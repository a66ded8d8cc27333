//! Connectivity observation and drain scheduling.
//!
//! Two triggers coexist: a periodic tick (pull) and an offline→online edge
//! observed by polling the probe (push). OS-level connectivity events get
//! missed or debounced, so neither trigger alone is enough. Races between
//! them are absorbed by the processor's single-flight guard.

use std::sync::Arc;
use std::time::Duration;

use anyhow::{Context, Result};
use async_trait::async_trait;
use tokio::time::MissedTickBehavior;

use crate::api::SubmissionBackend;
use crate::processor::QueueProcessor;

/// Pull-side drain cadence.
pub const DRAIN_INTERVAL: Duration = Duration::from_secs(30);
/// How often the probe is polled for the push-side edge.
pub const PROBE_INTERVAL: Duration = Duration::from_secs(5);

const PROBE_TIMEOUT: Duration = Duration::from_secs(5);

/// Boolean network-state source. Implementations must be cheap to poll.
#[async_trait]
pub trait ConnectivityProbe: Send + Sync {
    async fn is_connected(&self) -> bool;
}

/// Reachability probe against an HTTP endpoint. Any response, including an
/// error status, proves the network path; only transport failures count as
/// offline.
#[derive(Debug, Clone)]
pub struct HttpProbe {
    http: reqwest::Client,
    url: String,
}

impl HttpProbe {
    pub fn new(url: impl Into<String>) -> Result<Self> {
        let http = reqwest::Client::builder()
            .timeout(PROBE_TIMEOUT)
            .build()
            .context("build probe client")?;
        Ok(Self {
            http,
            url: url.into(),
        })
    }
}

#[async_trait]
impl ConnectivityProbe for HttpProbe {
    async fn is_connected(&self) -> bool {
        match self.http.get(&self.url).send().await {
            Ok(_) => true,
            Err(err) => {
                tracing::debug!("connectivity probe failed: {}", err);
                false
            }
        }
    }
}

/// Drives a processor from both triggers. Run inside a spawned task; the
/// loop never returns.
#[derive(Debug, Clone)]
pub struct DrainScheduler {
    drain_every: Duration,
    probe_every: Duration,
}

impl Default for DrainScheduler {
    fn default() -> Self {
        Self {
            drain_every: DRAIN_INTERVAL,
            probe_every: PROBE_INTERVAL,
        }
    }
}

impl DrainScheduler {
    pub fn new(drain_every: Duration, probe_every: Duration) -> Self {
        Self {
            drain_every,
            probe_every,
        }
    }

    pub async fn run<B, C>(&self, processor: Arc<QueueProcessor<B, C>>)
    where
        B: SubmissionBackend + 'static,
        C: ConnectivityProbe + 'static,
    {
        let mut drain_tick = tokio::time::interval(self.drain_every);
        let mut probe_tick = tokio::time::interval(self.probe_every);
        drain_tick.set_missed_tick_behavior(MissedTickBehavior::Delay);
        probe_tick.set_missed_tick_behavior(MissedTickBehavior::Delay);

        let mut was_connected = processor.is_connected().await;
        loop {
            tokio::select! {
                // The first tick fires immediately, so startup drains
                // whatever survived the last run without waiting a period.
                _ = drain_tick.tick() => {
                    processor.drain().await;
                }
                _ = probe_tick.tick() => {
                    let connected = processor.is_connected().await;
                    if connected && !was_connected {
                        tracing::info!("connectivity restored, draining queue");
                        processor.drain().await;
                    }
                    was_connected = connected;
                }
            }
        }
    }
}
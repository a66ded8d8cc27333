//! Card, user, and destination registries the parsers match against.
//!
//! These are read-only inputs supplied by the surrounding app (or the CLI
//! config); nothing in this workspace mutates them. Slice order is caller
//! priority: matchers return the first hit.

use serde::{Deserialize, Serialize};

/// A known payment card.
#[derive(Debug, Clone, PartialEq, Eq, Serialize, Deserialize)]
pub struct Card {
    pub id: String,
    /// Display name, e.g. "C6" or "Nubank".
    pub name: String,
    /// Cardholder first name, used as a match token ("da Bruna" → Bruna's card).
    #[serde(default)]
    pub owner: Option<String>,
    #[serde(default)]
    pub is_default: bool,
}

impl Card {
    pub fn new(id: impl Into<String>, name: impl Into<String>) -> Self {
        Self {
            id: id.into(),
            name: name.into(),
            owner: None,
            is_default: false,
        }
    }

    pub fn with_owner(mut self, owner: impl Into<String>) -> Self {
        self.owner = Some(owner.into());
        self
    }

    pub fn default_card(mut self) -> Self {
        self.is_default = true;
        self
    }
}

/// A responsible party (household member) expenses can be attributed to.
#[derive(Debug, Clone, PartialEq, Eq, Serialize, Deserialize)]
pub struct User {
    pub id: String,
    pub name: String,
    #[serde(default)]
    pub email: Option<String>,
}

impl User {
    pub fn new(id: impl Into<String>, name: impl Into<String>) -> Self {
        Self {
            id: id.into(),
            name: name.into(),
            email: None,
        }
    }
}

/// A cost-splitting destination (person or bucket an expense is billed to).
#[derive(Debug, Clone, PartialEq, Eq, Serialize, Deserialize)]
pub struct Destination {
    pub id: String,
    pub name: String,
    #[serde(default)]
    pub active: bool,
}

impl Destination {
    pub fn new(id: impl Into<String>, name: impl Into<String>) -> Self {
        Self {
            id: id.into(),
            name: name.into(),
            active: true,
        }
    }
}
//! Offline-first submission pipeline: a durable queue, the drain processor
//! with bounded retries and backoff, and the coordinator that decides between
//! immediate delivery, draft-only persistence, and queueing.
//!
//! The queue file is the single owner of pending submissions. Everything
//! network-facing goes through the [`SubmissionBackend`] and
//! [`ConnectivityProbe`] seams, so the whole pipeline runs under test with
//! scripted doubles.

pub mod api;
pub mod connectivity;
pub mod coordinator;
pub mod processor;
pub mod store;

pub use api::{ApiClient, ApiError, SubmissionBackend, REQUEST_TIMEOUT};
pub use connectivity::{
    ConnectivityProbe, DrainScheduler, HttpProbe, DRAIN_INTERVAL, PROBE_INTERVAL,
};
pub use coordinator::{SubmissionCoordinator, SubmitError, SubmitOutcome, MOCK_ID_PREFIX};
pub use processor::{DrainOutcome, DrainReport, QueueProcessor};
pub use store::QueueStore;
use anyhow::{Context, Result};
use serde::{Deserialize, Serialize};
use std::fs;
use std::path::PathBuf;

use crate::state::ensure_gasto_home;

#[derive(Debug, Clone, Serialize, Deserialize)]
pub struct Config {
    pub api: ApiSection,
    pub defaults: DefaultsSection,
    #[serde(default)]
    pub notifications: NotificationsSection,
}

#[derive(Debug, Clone, Serialize, Deserialize)]
pub struct ApiSection {
    pub base_url: String,
}

#[derive(Debug, Clone, Serialize, Deserialize)]
pub struct DefaultsSection {
    /// Card applied when a submission names none. Empty lets the backend decide.
    pub card_id: String,
    /// Keep new submissions local as drafts instead of sending them.
    pub draft_only: bool,
    /// IANA timezone for relative-date parsing ("ontem", "hoje").
    pub timezone: String,
}

#[derive(Debug, Clone, Serialize, Deserialize, Default)]
pub struct NotificationsSection {
    /// Extra banking app package ids on top of the built-in list.
    pub extra_origins: Vec<String>,
}

impl Default for Config {
    fn default() -> Self {
        Self {
            api: ApiSection {
                base_url: "http://localhost:3000".to_string(),
            },
            defaults: DefaultsSection {
                card_id: String::new(),
                draft_only: false,
                timezone: "America/Sao_Paulo".to_string(),
            },
            notifications: NotificationsSection::default(),
        }
    }
}

pub fn config_path() -> Result<PathBuf> {
    Ok(ensure_gasto_home()?.join("config.toml"))
}

pub fn load_config() -> Result<Config> {
    let p = config_path()?;
    if !p.exists() {
        return Ok(Config::default());
    }
    let s = fs::read_to_string(&p).with_context(|| format!("read {}", p.display()))?;
    Ok(toml::from_str(&s).context("parse config.toml")?)
}

pub fn save_config(cfg: &Config) -> Result<()> {
    let p = config_path()?;
    let s = toml::to_string_pretty(cfg).context("serialize config")?;
    fs::write(&p, s).with_context(|| format!("write {}", p.display()))?;
    Ok(())
}

pub fn init_config() -> Result<()> {
    let p = config_path()?;
    if p.exists() {
        println!("Config already exists: {}", p.display());
        return Ok(());
    }
    let cfg = Config::default();
    save_config(&cfg)?;
    println!("Wrote {}", p.display());
    Ok(())
}

pub fn show_config() -> Result<()> {
    let cfg = load_config()?;
    print!("{}", toml::to_string_pretty(&cfg).context("serialize config")?);
    Ok(())
}
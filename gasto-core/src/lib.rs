//! gasto-core: domain types and date heuristics for the expense-capture core.

pub mod dates;
pub mod registry;
pub mod retry;
pub mod submission;

pub use dates::{ensure_valid_date, DateResolver};
pub use registry::{Card, Destination, User};
pub use retry::{plan_attempt, AttemptPlan, RetryPolicy, EXHAUSTED_MESSAGE};
pub use submission::{
    temp_id, AudioAttachment, ExpenseDraft, QueuedSubmission, RemoteAck, SubmitRequest,
    SubmissionStatus, TEMP_ID_PREFIX,
};
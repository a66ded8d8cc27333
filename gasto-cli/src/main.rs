use anyhow::{bail, Context, Result};
use chrono::Utc;
use clap::{Args, Parser, Subcommand};
use gasto_core::{ensure_valid_date, AudioAttachment, DateResolver, SubmitRequest};
use gasto_parse::{BankNotificationParser, ParsedNotification, SmartInputParser};
use gasto_sync::{
    ApiClient, DrainOutcome, DrainScheduler, HttpProbe, QueueProcessor, QueueStore,
    SubmissionCoordinator, SubmitOutcome, DRAIN_INTERVAL,
};
use std::path::PathBuf;
use std::sync::Arc;

mod auth;
mod config;
mod state;

const VERSION: &str = concat!(env!("CARGO_PKG_VERSION"), " (", env!("GASTO_BUILD_SHA"), ")");

#[derive(Parser, Debug)]
#[command(name = "gasto", version = VERSION, about = "Expense capture with an offline-first submission queue")]
struct Cli {
    #[command(subcommand)]
    command: Command,
}

#[derive(Subcommand, Debug)]
enum Command {
    /// Parse free text into a structured expense candidate
    Parse {
        /// Input text, e.g. "22,50 picolés no C6 da Bruna"
        text: String,
    },

    /// Parse a bank push notification, optionally submitting the result
    Notify {
        #[arg(long)]
        title: String,

        #[arg(long)]
        body: String,

        /// Source app package id, e.g. com.c6bank.app
        #[arg(long)]
        app: String,

        /// Submit the parsed transaction instead of just printing it
        #[arg(long)]
        submit: bool,
    },

    /// Submit an expense (text and/or audio), queueing it on failure
    Submit(SubmitArgs),

    /// Inspect and drive the offline queue
    Queue {
        #[command(subcommand)]
        command: QueueCommand,
    },

    /// Run the periodic drain loop in the foreground
    Watch,

    /// Card, user and destination registries
    Registry {
        #[command(subcommand)]
        command: RegistryCommand,
    },

    /// Configuration at ~/.gasto/config.toml
    Config {
        #[command(subcommand)]
        command: ConfigCommand,
    },

    /// API credentials at ~/.gasto/auth.json
    Auth {
        #[command(subcommand)]
        command: AuthCommand,
    },
}

#[derive(Args, Debug)]
struct SubmitArgs {
    /// Free text, e.g. "mercado 89,90 no C6"
    #[arg(long)]
    text: Option<String>,

    /// Path to an audio note
    #[arg(long)]
    audio: Option<PathBuf>,

    /// MIME type for --audio
    #[arg(long, default_value = "audio/m4a")]
    mime: String,

    /// Card id; overrides the configured default
    #[arg(long)]
    card: Option<String>,

    /// Destination id; repeat for several
    #[arg(long = "dest", value_name = "ID")]
    destinations: Vec<String>,

    /// Expense date, RFC 3339 or YYYY-MM-DD; anything else falls back to now
    #[arg(long)]
    date: Option<String>,

    #[arg(long, requires = "longitude")]
    latitude: Option<f64>,

    #[arg(long, requires = "latitude")]
    longitude: Option<f64>,

    /// Keep it local as a draft instead of sending
    #[arg(long)]
    draft: bool,
}

#[derive(Subcommand, Debug)]
enum QueueCommand {
    /// List pending submissions
    List,

    /// Walk the queue once, now
    Drain,

    /// Reset a dead-lettered submission's retry budget and drain
    Retry { id: String },

    /// Drop a submission from the queue
    Remove { id: String },

    /// Drop everything, drafts included
    Clear,
}

#[derive(Subcommand, Debug)]
enum RegistryCommand {
    /// Fetch registries from the backend and cache them under ~/.gasto/
    Pull,

    /// Print the cached registries
    Show,
}

#[derive(Subcommand, Debug)]
enum ConfigCommand {
    /// Write a default config if none exists
    Init,

    /// Print the effective config
    Show,
}

#[derive(Subcommand, Debug)]
enum AuthCommand {
    /// Paste and store the API bearer token
    PasteToken,

    /// Forget the stored token
    Clear,

    /// Show whether a token is stored
    Status,
}

#[tokio::main]
async fn main() -> Result<()> {
    let env_filter = tracing_subscriber::EnvFilter::try_from_env("GASTO_LOG")
        .unwrap_or_else(|_| tracing_subscriber::EnvFilter::new("info"));
    tracing_subscriber::fmt()
        .with_env_filter(env_filter)
        .with_writer(std::io::stderr)
        .init();

    let cli = Cli::parse();

    match cli.command {
        Command::Parse { text } => {
            parse_text(&text)?;
        }

        Command::Notify {
            title,
            body,
            app,
            submit,
        } => {
            notify(&title, &body, &app, submit).await?;
        }

        Command::Submit(args) => {
            submit_expense(args).await?;
        }

        Command::Queue { command } => {
            queue(command).await?;
        }

        Command::Watch => {
            watch().await?;
        }

        Command::Registry { command } => {
            registry(command).await?;
        }

        Command::Config { command } => match command {
            ConfigCommand::Init => config::init_config()?,
            ConfigCommand::Show => config::show_config()?,
        },

        Command::Auth { command } => match command {
            AuthCommand::PasteToken => auth::paste_token()?,
            AuthCommand::Clear => auth::clear_token()?,
            AuthCommand::Status => auth::status()?,
        },
    }

    Ok(())
}

struct Services {
    client: Arc<ApiClient>,
    processor: Arc<QueueProcessor<ApiClient, HttpProbe>>,
    coordinator: SubmissionCoordinator<ApiClient, HttpProbe>,
}

fn build_services(cfg: &config::Config) -> Result<Services> {
    let auth = auth::load_auth()?;

    let mut client = ApiClient::new(cfg.api.base_url.clone())?;
    if let Some(token) = auth.api_token {
        client = client.with_token(token);
    }
    let client = Arc::new(client);

    let probe = Arc::new(HttpProbe::new(cfg.api.base_url.clone())?);
    let store = QueueStore::new(state::queue_path()?);
    let processor = Arc::new(QueueProcessor::new(store, Arc::clone(&client), probe));
    let coordinator = SubmissionCoordinator::new(Arc::clone(&processor), Arc::clone(&client))
        .with_default_card(cfg.defaults.card_id.clone())
        .draft_only(cfg.defaults.draft_only);

    Ok(Services {
        client,
        processor,
        coordinator,
    })
}

fn parse_text(text: &str) -> Result<()> {
    let cfg = config::load_config()?;
    let registry = state::read_registry()?;
    let resolver = DateResolver::from_name(&cfg.defaults.timezone)
        .with_context(|| format!("unknown timezone in config: {}", cfg.defaults.timezone))?;

    let parser = SmartInputParser::new(resolver);
    let parsed = parser.parse(text, &registry.cards, &registry.users, Utc::now());
    println!("{}", serde_json::to_string_pretty(&parsed)?);

    if registry.cards.is_empty() && registry.users.is_empty() {
        println!("\n(no cached registries; run `gasto registry pull` to enable card/user matching)");
    }
    Ok(())
}

async fn notify(title: &str, body: &str, app: &str, submit: bool) -> Result<()> {
    let cfg = config::load_config()?;
    let parser = BankNotificationParser::default()
        .with_extra_origins(cfg.notifications.extra_origins.clone());

    let Some(parsed) = parser.parse(title, body, app, Utc::now()) else {
        println!("Ignored: not a banking notification with a recognizable amount.");
        return Ok(());
    };
    println!("{}", serde_json::to_string_pretty(&parsed)?);

    if submit {
        let services = build_services(&cfg)?;
        let request = SubmitRequest::from_text(notification_text(&parsed));
        let outcome = services.coordinator.submit(request).await?;
        println!();
        print_outcome(&outcome);
    }
    Ok(())
}

/// Rebuild submission text from a parsed notification so the backend (and a
/// later local re-parse) can read the amount back out of it.
fn notification_text(parsed: &ParsedNotification) -> String {
    match &parsed.card_last4 {
        Some(last4) => format!(
            "{} {} cartão final {}",
            parsed.description,
            format_brl(parsed.amount),
            last4
        ),
        None => format!("{} {}", parsed.description, format_brl(parsed.amount)),
    }
}

async fn submit_expense(args: SubmitArgs) -> Result<()> {
    if args.text.is_none() && args.audio.is_none() {
        bail!("nothing to submit (pass --text and/or --audio)");
    }

    let mut request = SubmitRequest {
        text: args.text,
        ..SubmitRequest::default()
    };
    if let Some(path) = args.audio {
        if !path.exists() {
            bail!("audio file not found: {}", path.display());
        }
        let file_name = path
            .file_name()
            .and_then(|n| n.to_str())
            .unwrap_or("audio.m4a")
            .to_string();
        request.audio = Some(AudioAttachment::new(path, file_name, args.mime));
    }
    if let Some(card) = args.card {
        request = request.with_card(card);
    }
    if !args.destinations.is_empty() {
        request = request.with_destinations(args.destinations);
    }
    if args.date.is_some() {
        request = request.with_date(ensure_valid_date(args.date.as_deref(), Utc::now()));
    }
    if let (Some(lat), Some(lon)) = (args.latitude, args.longitude) {
        request = request.with_location(lat, lon);
    }
    if args.draft {
        request = request.as_draft();
    }

    let cfg = config::load_config()?;
    let services = build_services(&cfg)?;
    let outcome = services.coordinator.submit(request).await?;
    print_outcome(&outcome);
    Ok(())
}

async fn queue(command: QueueCommand) -> Result<()> {
    let cfg = config::load_config()?;
    let services = build_services(&cfg)?;

    match command {
        QueueCommand::List => {
            let items = services.processor.store().list().await;
            if items.is_empty() {
                println!("Queue is empty.");
                return Ok(());
            }
            for item in &items {
                println!(
                    "{} | {} | {} | retries={} | {} | {}",
                    item.id,
                    item.status,
                    item.timestamp.format("%Y-%m-%d %H:%M"),
                    item.retry_count,
                    item.description,
                    item.last_error.as_deref().unwrap_or("-")
                );
            }
            println!("\n{} pending", items.len());
        }

        QueueCommand::Drain => {
            report_drain(services.processor.drain().await);
        }

        QueueCommand::Retry { id } => {
            report_drain(services.processor.retry(&id).await?);
        }

        QueueCommand::Remove { id } => {
            services.processor.store().remove(&id).await?;
            println!("Removed {id} (if it was queued).");
        }

        QueueCommand::Clear => {
            services.processor.store().clear().await?;
            println!("Queue cleared.");
        }
    }
    Ok(())
}

async fn watch() -> Result<()> {
    let cfg = config::load_config()?;
    let services = build_services(&cfg)?;

    let pending = services.processor.store().len().await;
    println!(
        "Watching the queue ({} pending, drain every {}s). Ctrl-C to stop.",
        pending,
        DRAIN_INTERVAL.as_secs()
    );
    DrainScheduler::default().run(services.processor).await;
    Ok(())
}

async fn registry(command: RegistryCommand) -> Result<()> {
    match command {
        RegistryCommand::Pull => {
            let cfg = config::load_config()?;
            let services = build_services(&cfg)?;

            let snapshot = state::RegistrySnapshot {
                cards: services.client.fetch_cards().await?,
                users: services.client.fetch_users().await?,
                destinations: services.client.fetch_destinations().await?,
            };
            state::write_registry(&snapshot)?;
            println!(
                "Cached {} cards, {} users, {} destinations.",
                snapshot.cards.len(),
                snapshot.users.len(),
                snapshot.destinations.len()
            );
        }

        RegistryCommand::Show => {
            let snapshot = state::read_registry()?;
            println!("{}", serde_json::to_string_pretty(&snapshot)?);
        }
    }
    Ok(())
}

fn print_outcome(outcome: &SubmitOutcome) {
    match outcome {
        SubmitOutcome::Submitted(ack) => {
            println!("Submitted: {} (id {})", ack.description, ack.id);
            if let Some(amount) = ack.amount {
                println!("Recognized amount: {}", format_brl(amount));
            }
        }
        SubmitOutcome::Drafted(id) => {
            println!("Saved locally as draft {id}.");
        }
        SubmitOutcome::Queued(id) => {
            println!("Backend unreachable; queued as {id}.");
            println!("It retries automatically; `gasto queue drain` pushes it now.");
        }
    }
}

fn report_drain(outcome: DrainOutcome) {
    match outcome {
        DrainOutcome::AlreadyDraining => println!("A drain is already in progress."),
        DrainOutcome::Offline => println!("Offline; queue left untouched."),
        DrainOutcome::Completed(report) => println!(
            "Drained: {} attempted, {} delivered, {} failed, {} dead-lettered.",
            report.attempted, report.delivered, report.failed, report.dead_lettered
        ),
    }
}

fn format_brl(amount: f64) -> String {
    format!("R$ {}", format!("{amount:.2}").replace('.', ","))
}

- _WHAT THE EXERCISE ASKS_
Each line from the first line of the listing through the line with "connectivity events get" must be output exactly, both ends included, and no other line may appear.

- _OUTPUT OF THE TASK_
repository a66ded8d8cc27333
//! Connectivity observation and drain scheduling.
//!
//! Two triggers coexist: a periodic tick (pull) and an offline→online edge
//! observed by polling the probe (push). OS-level connectivity events get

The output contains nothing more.